Opinión

Difícil papeleta

Con frecuencia lo mejor es enemigo de lo bueno, si los efectos secundarios pueden causar problemas en órganos que hasta el momento habían realizado muy bien su función y habían sido el cortafuegos del desafío independentista a falta de la acción política que tendría que haber evitado la exclusiva judicialización del conflicto.  

La decisión del Gobierno de seguir adelante con el recurso al Tribunal Constitucional para impugnar la candidatura de Carles Puigdemont es arriesgada, no porque el Gobierno no actúe de la forma en que estime conveniente, con el respaldo del PSOE y Ciudadanos, con todos los instrumentos legales a su alcance para que el expresidente de la Generalitat vuelva a ser investido por considerar que no puede serlo en su situación actual de prófugo, sino por sus consecuencias indeseadas.

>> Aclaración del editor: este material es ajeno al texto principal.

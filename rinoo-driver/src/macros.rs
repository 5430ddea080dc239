//! System call helper, grounded in `compio-driver`'s `syscall!`.
//!
//! Snapshots `errno` via [`std::io::Error::last_os_error`] immediately
//! after the call returns, before any other code (allocation, logging,
//! further libc calls) gets a chance to clobber it.

/// Runs a libc call returning `-1` on error, converting that into
/// `io::Result` with the errno captured right away.
#[macro_export]
#[doc(hidden)]
macro_rules! syscall {
    (break $e:expr) => {
        loop {
            match $crate::syscall!($e) {
                Ok(res) => break ::std::task::Poll::Ready(Ok(res as usize)),
                Err(e)
                    if e.kind() == ::std::io::ErrorKind::WouldBlock
                        || e.raw_os_error() == Some(::libc::EINPROGRESS) =>
                {
                    break ::std::task::Poll::Pending
                }
                Err(e) if e.kind() == ::std::io::ErrorKind::Interrupted => {}
                Err(e) => break ::std::task::Poll::Ready(Err(e)),
            }
        }
    };
    ($e:expr) => {{
        #[allow(unused_unsafe)]
        let res = unsafe { $e };
        if res == -1 {
            Err(::std::io::Error::last_os_error())
        } else {
            Ok(res)
        }
    }};
}
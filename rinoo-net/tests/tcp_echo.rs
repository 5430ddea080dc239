use std::net::{IpAddr, Ipv4Addr, SocketAddr};

use rinoo_net::TcpListener;
use rinoo_net::TcpStream;
use rinoo_runtime::Runtime;

fn loopback(port: u16) -> SocketAddr {
    SocketAddr::new(IpAddr::V4(Ipv4Addr::LOCALHOST), port)
}

#[test]
fn echoes_a_single_round_trip() {
    let rt = Runtime::new().unwrap();
    rt.block_on(async {
        let listener = TcpListener::bind(loopback(0), 16).unwrap();
        let addr = listener.local_addr().unwrap();

        let server = rinoo_runtime::spawn(async move {
            let (stream, _) = listener.accept().await.unwrap();
            let mut buf = [0u8; 5];
            stream.read(&mut buf).await.unwrap();
            stream.write(&buf).await.unwrap();
        });

        let client = TcpStream::connect(addr).await.unwrap();
        client.write(b"hello").await.unwrap();
        let mut reply = [0u8; 5];
        client.read(&mut reply).await.unwrap();
        assert_eq!(&reply, b"hello");
        server.await.unwrap();
    });
}
//! Readiness futures: `await`able wrappers around [`rinoo_driver::Poller`].
//!
//! These are the translation of the specification's "task blocks on fd
//! readiness" primitive into `Future`s — the execution-model choice
//! recorded in `SPEC_FULL.md` (futures driven by the scheduler, rather
//! than raw stackful-coroutine context switches). A caller loops a
//! non-blocking syscall against one of these:
//!
//! ```ignore
//! loop {
//!     match socket.try_recv(buf) {
//!         Err(e) if e.kind() == io::ErrorKind::WouldBlock => readable(fd).await?,
//!         other => break other,
//!     }
//! }
//! ```

use std::future::Future;
use std::io;
use std::os::fd::RawFd;
use std::pin::Pin;
use std::task::{Context, Poll};

use rinoo_driver::Interest;

use crate::Runtime;

/// Waits for `fd` to become readable.
pub fn readable(fd: RawFd) -> Readiness {
    Readiness::new(fd, Interest::Readable)
}

/// Waits for `fd` to become writable.
pub fn writable(fd: RawFd) -> Readiness {
    Readiness::new(fd, Interest::Writable)
}

/// A future that resolves once, the first time its fd/interest pair
/// becomes ready.
pub struct Readiness {
    fd: RawFd,
    interest: Interest,
    state: State,
}

#[derive(Clone, Copy, PartialEq, Eq)]
enum State {
    Init,
    Registered,
    Done,
}

impl Readiness {
    fn new(fd: RawFd, interest: Interest) -> Self {
        Self {
            fd,
            interest,
            state: State::Init,
        }
    }
}

impl Future for Readiness {
    type Output = io::Result<()>;

    fn poll(mut self: Pin<&mut Self>, cx: &mut Context<'_>) -> Poll<Self::Output> {
        match self.state {
            State::Done => unreachable!("polled a Readiness future after completion"),
            State::Registered => {
                self.state = State::Done;
                Poll::Ready(Ok(()))
            }
            State::Init => {
                let result =
                    Runtime::with_current(|rt| rt.register(self.fd, self.interest, cx.waker().clone()));
                if let Err(e) = result {
                    self.state = State::Done;
                    return Poll::Ready(Err(e));
                }
                self.state = State::Registered;
                Poll::Pending
            }
        }
    }
}

impl Drop for Readiness {
    fn drop(&mut self) {
        if self.state == State::Registered {
            let _ = Runtime::try_with_current(|rt| rt.deregister(self.fd, self.interest));
        }
    }
}
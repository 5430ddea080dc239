//! Async TCP sockets.
//!
//! Builds directly on `rinoo-runtime`'s readiness futures rather than a
//! completion-IO abstraction: every operation here is a non-blocking
//! syscall retried against [`rinoo_runtime::readable`]/[`rinoo_runtime::writable`],
//! matching the scheduler's readiness-poller model end to end.

mod socket;
mod tcp;
mod udp;

pub use rinoo_driver::{Error, Result};
pub use socket::{Socket, MAX_IO_CALLS};
pub use tcp::{TcpListener, TcpStream};
pub use udp::UdpSocket;
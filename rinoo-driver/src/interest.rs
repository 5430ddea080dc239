//! Readiness interest a task can register for a file descriptor.

/// Which direction of readiness a task is waiting on.
///
/// Mirrors `compio_driver::op::Interest`, minus its completion-IO
/// baggage — rinoo only ever waits on a single direction per `Key`.
#[derive(Debug, Clone, Copy, PartialEq, Eq, Hash)]
pub enum Interest {
    Readable,
    Writable,
}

Tras la decisión del Consejo de Estado de remitir un informe negativo a la pretensión del Gobierno de  recurrir de forma prematura la investidura, elevar la impugnación al TC puede provocar que por primera vez a la hora de dictaminar sobre el proceso independentista catalán se rompa la unanimidad con que lo había respondido, y ya hay voces internas que se posicionan más de parte de las reservas del Consejo de Estado que de las certezas del Gobierno. Si una de las bazas de los constitucionalistas a lo largo de las últimas fases del procés ha sido que la Mesa del Parlament tomaba decisiones con los informes en contra del Consell Consultiu o de los letrados de la Cámara, una simple regla de tres habría desaconsejado que el Gobierno interpusiera el recurso contra Puigdemont, en este momento, sobre todo cuando desde el Consejo de Estado se comparten los argumentos de fondo.  

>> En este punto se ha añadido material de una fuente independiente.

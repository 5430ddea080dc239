//! The single-threaded task scheduler.
//!
//! Grounded in `compio_runtime::runtime::Runtime`: a thread-local
//! executor that owns one [`rinoo_driver::Poller`] and one
//! [`rinoo_driver::TimerWheel`], runs a tick of ready tasks, then blocks
//! in the poller for the next batch of readiness/timer events. Multiple
//! independent `Runtime`s, one per OS thread, are what `rinoo-dispatcher`
//! fans work out across — this crate only concerns itself with running
//! one.

mod blocking;
mod io;
mod queue;
mod send_wrapper;
mod time;
mod yield_now;

use std::any::Any;
use std::cell::RefCell;
use std::future::Future;
use std::io as stdio;
use std::marker::PhantomData;
use std::os::fd::{AsRawFd, RawFd};
use std::panic::AssertUnwindSafe;
use std::rc::Rc;
use std::task::Waker;
use std::time::{Duration, Instant};

use async_task::{Runnable, Task};
use futures_util::FutureExt;
use rinoo_driver::{Interest, NotifyHandle, Poller, TimerKey, TimerWheel};

pub use blocking::Blocking;
pub use io::{readable, writable, Readiness};
pub use time::{sleep, sleep_until, Sleep};
pub use yield_now::yield_now;

use queue::RunnableQueue;

scoped_tls::scoped_thread_local!(static CURRENT_RUNTIME: Runtime);

/// A spawned task's handle. Resolves to `Err` if the task panicked.
pub type JoinHandle<T> = Task<Result<T, Box<dyn Any + Send>>>;

/// The thread-local scheduler.
///
/// `!Send` by construction (`_not_send` below): a `Runtime` never leaves
/// the thread that created it, matching the "N worker threads, each with
/// an independent scheduler" design.
pub struct Runtime {
    runnables: Box<RunnableQueue>,
    driver: RefCell<Poller>,
    timers: RefCell<TimerWheel>,
    event_interval: usize,
    _not_send: PhantomData<Rc<()>>,
}

impl Runtime {
    pub fn new() -> stdio::Result<Self> {
        Self::builder().build()
    }

    pub fn builder() -> RuntimeBuilder {
        RuntimeBuilder::new()
    }

    fn with_builder(builder: &RuntimeBuilder) -> stdio::Result<Self> {
        Ok(Self {
            runnables: Box::new(RunnableQueue::new()),
            driver: RefCell::new(Poller::new()?),
            timers: RefCell::new(TimerWheel::new()),
            event_interval: builder.event_interval,
            _not_send: PhantomData,
        })
    }

    /// Runs `f` with this runtime set as the current one, if any is set.
    pub fn try_with_current<T, F: FnOnce(&Self) -> T>(f: F) -> Result<T, F> {
        if CURRENT_RUNTIME.is_set() {
            Ok(CURRENT_RUNTIME.with(f))
        } else {
            Err(f)
        }
    }

    /// Runs `f` with this runtime set as the current one.
    ///
    /// # Panics
    /// Panics if there is no runtime running on this thread.
    pub fn with_current<T, F: FnOnce(&Self) -> T>(f: F) -> T {
        if CURRENT_RUNTIME.is_set() {
            CURRENT_RUNTIME.with(f)
        } else {
            panic!("not inside a rinoo runtime");
        }
    }

    /// Spawns `future`, without requiring it to be `'static` or `Send`.
    ///
    /// # Safety
    /// The caller must ensure the future does not outlive data it
    /// borrows.
    pub unsafe fn spawn_unchecked<F: Future>(&self, future: F) -> Task<F::Output> {
        let runnables = self.runnables.as_ref() as *const RunnableQueue;
        let handle = self.driver.borrow().handle();
        let schedule = move |runnable: Runnable| {
            let runnables = &*runnables;
            runnables.schedule(runnable, &handle);
        };
        let (runnable, task) = async_task::spawn_unchecked(future, schedule);
        runnable.schedule();
        task
    }

    /// Runs at most `event_interval` scheduled tasks. Returns whether any
    /// tasks remain after this tick.
    pub fn run(&self) -> bool {
        // SAFETY: `Runtime` is `!Send`, so this call always happens on the
        // thread that owns `self.runnables`.
        unsafe { self.runnables.run(self.event_interval) }
    }

    /// Drives `future` to completion, running the scheduler and polling
    /// the driver for readiness/timer events as needed.
    pub fn block_on<F: Future>(&self, future: F) -> F::Output {
        CURRENT_RUNTIME.set(self, || {
            let mut result = None;
            unsafe { self.spawn_unchecked(async { result = Some(future.await) }) }.detach();
            loop {
                let remaining = self.run();
                if let Some(result) = result.take() {
                    return result;
                }
                if remaining {
                    self.poll_with(Some(Duration::ZERO));
                } else {
                    self.poll();
                }
            }
        })
    }

    /// Spawns a task, catching panics so they surface through the
    /// returned [`JoinHandle`] rather than unwinding across the
    /// scheduler.
    pub fn spawn<F: Future + 'static>(&self, future: F) -> JoinHandle<F::Output> {
        unsafe { self.spawn_unchecked(AssertUnwindSafe(future).catch_unwind()) }
    }

    /// Runs `f` on its own OS thread and resolves once it's done.
    pub fn spawn_blocking<T: Send + 'static>(
        &self,
        f: impl (FnOnce() -> T) + Send + 'static,
    ) -> Blocking<T> {
        blocking::spawn_blocking(f, self.driver.borrow().handle())
    }

    /// A cheaply cloneable handle that wakes this runtime's blocked
    /// [`Runtime::poll_with`] from another thread.
    ///
    /// This is the cross-thread half of `rinoo-dispatcher`'s per-worker
    /// inbox: a job pushed from another thread wakes the owning runtime
    /// via this handle rather than by sharing the `!Send` `Runtime`
    /// itself.
    pub fn notify_handle(&self) -> NotifyHandle {
        self.driver.borrow().handle()
    }

    pub(crate) fn register(&self, fd: RawFd, interest: Interest, waker: Waker) -> stdio::Result<()> {
        self.driver.borrow_mut().register(fd, interest, waker)
    }

    pub(crate) fn deregister(&self, fd: RawFd, interest: Interest) -> stdio::Result<()> {
        self.driver.borrow_mut().deregister(fd, interest)
    }

    pub(crate) fn arm_timer(&self, deadline: Instant, waker: Waker) -> TimerKey {
        self.timers.borrow_mut().insert(deadline, waker)
    }

    pub(crate) fn update_timer_waker(&self, key: TimerKey, waker: Waker) {
        self.timers.borrow_mut().update_waker(key, waker);
    }

    pub(crate) fn cancel_timer(&self, key: TimerKey) {
        self.timers.borrow_mut().cancel(key);
    }

    /// How long the next [`Runtime::poll_with`] should block for, given
    /// the earliest-armed timer.
    pub fn current_timeout(&self) -> Option<Duration> {
        self.timers.borrow().next_timeout()
    }

    /// Polls the driver once, using [`Runtime::current_timeout`].
    pub fn poll(&self) {
        let timeout = self.current_timeout();
        self.poll_with(timeout);
    }

    /// Polls the driver once with an explicit timeout, then expires any
    /// due timers.
    pub fn poll_with(&self, timeout: Option<Duration>) {
        match self.driver.borrow_mut().wait(timeout) {
            Ok(()) => {}
            Err(e) => match e.kind() {
                stdio::ErrorKind::TimedOut | stdio::ErrorKind::Interrupted => {}
                _ => panic!("{e:?}"),
            },
        }
        self.timers.borrow_mut().expire();
    }
}

impl AsRawFd for Runtime {
    fn as_raw_fd(&self) -> RawFd {
        self.driver.borrow().as_raw_fd()
    }
}

/// Builder for [`Runtime`].
#[derive(Debug, Clone)]
pub struct RuntimeBuilder {
    event_interval: usize,
}

impl Default for RuntimeBuilder {
    fn default() -> Self {
        Self::new()
    }
}

impl RuntimeBuilder {
    pub fn new() -> Self {
        Self { event_interval: 61 }
    }

    /// Sets how many ready tasks the scheduler runs per tick before it
    /// checks the driver for new events again.
    pub fn event_interval(&mut self, val: usize) -> &mut Self {
        self.event_interval = val;
        self
    }

    pub fn build(&self) -> stdio::Result<Runtime> {
        Runtime::with_builder(self)
    }
}

/// Spawns `future` on the current thread's runtime.
///
/// # Panics
/// Panics if no runtime is running on this thread.
pub fn spawn<F: Future + 'static>(future: F) -> JoinHandle<F::Output> {
    Runtime::with_current(|rt| rt.spawn(future))
}

/// Runs `f` on its own OS thread via the current runtime.
///
/// # Panics
/// Panics if no runtime is running on this thread.
pub fn spawn_blocking<T: Send + 'static>(f: impl (FnOnce() -> T) + Send + 'static) -> Blocking<T> {
    Runtime::with_current(|rt| rt.spawn_blocking(f))
}

#[cfg(test)]
mod tests {
    use super::*;
    use std::cell::Cell;
    use std::rc::Rc;

    #[test]
    fn block_on_resolves_a_ready_future() {
        let rt = Runtime::new().unwrap();
        assert_eq!(rt.block_on(async { 1 + 1 }), 2);
    }

    #[test]
    fn spawned_tasks_run_before_block_on_returns() {
        let rt = Runtime::new().unwrap();
        let ran = Rc::new(Cell::new(false));
        let ran2 = ran.clone();
        rt.block_on(async move {
            let handle = spawn(async move {
                ran2.set(true);
            });
            handle.await.unwrap();
        });
        assert!(ran.get());
    }

    #[test]
    fn sleep_resolves_after_its_deadline() {
        let rt = Runtime::new().unwrap();
        let start = Instant::now();
        rt.block_on(sleep(Duration::from_millis(20)));
        assert!(start.elapsed() >= Duration::from_millis(15));
    }

    #[test]
    fn spawn_blocking_returns_its_closures_result() {
        let rt = Runtime::new().unwrap();
        let result = rt.block_on(async { spawn_blocking(|| 6 * 7).await.unwrap() });
        assert_eq!(result, 42);
    }

    #[test]
    fn readable_resolves_once_fd_has_data() {
        use std::io::Write;
        use std::os::fd::AsRawFd as _;

        let rt = Runtime::new().unwrap();
        let (mut reader, mut writer) = std::os::unix::net::UnixStream::pair().unwrap();
        reader.set_nonblocking(true).unwrap();
        let fd = reader.as_raw_fd();
        writer.write_all(b"x").unwrap();
        rt.block_on(async move {
            readable(fd).await.unwrap();
            let mut buf = [0u8; 1];
            std::io::Read::read_exact(&mut reader, &mut buf).unwrap();
            assert_eq!(&buf, b"x");
        });
    }
}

Por la vía indirecta los independentistas habrían logrado además una victoria inesperada, la vuelta a la división entre  conservadores y progresistas en el seno del TC, junto con las acusaciones y sospechas de politización y, en definitiva, que se vuelva a poner el foco en  la fractura del TC en un asunto de política territorial como también ocurrió en su momento con el Plan Ibarretexe, en tiempos de José María Aznar, con consecuencias, renovaciones de magistrados y traiciones incluidas mediantes, en el debate sobre el Estatuto catalán.

Para evitar que Carles Puigdemont vuelva a ser presidente de la Generalitat hay mecanismos suficientes. Por supuesto el Tribunal Constitucional en el caso de que se produjera la investidura si tras una interpretación retorcida del reglamento de la Cámara se procede a ello. Se tendría que arrostrar el problema simbólico de anular el nombramiento pero se haría con los mecanismos legales pertinentes y la fuerza legal se impondría en el debate y se forzaría a los independentistas a poner en marcha el plan Junqueras o un candidato alternativo.

Cierto que habrá problemas de explicación que se ahorrarán si el TC da por buena la tesis del Gobierno, con la advertencia a Roger Torrent y al resto de miembros independentistas de la Mesa de que si no obedecen  pueden seguir el mismo camino de sus predecesores hacia el juzgado. Pero no es menos cierto que  Puigdemont pudo presentarse a las elecciones, recoger su acta de diputado y no ha perdido ninguno de sus derechos. Su candidatura es una anomalía y una provocación pero el TC tiene ahora una difícil papeleta.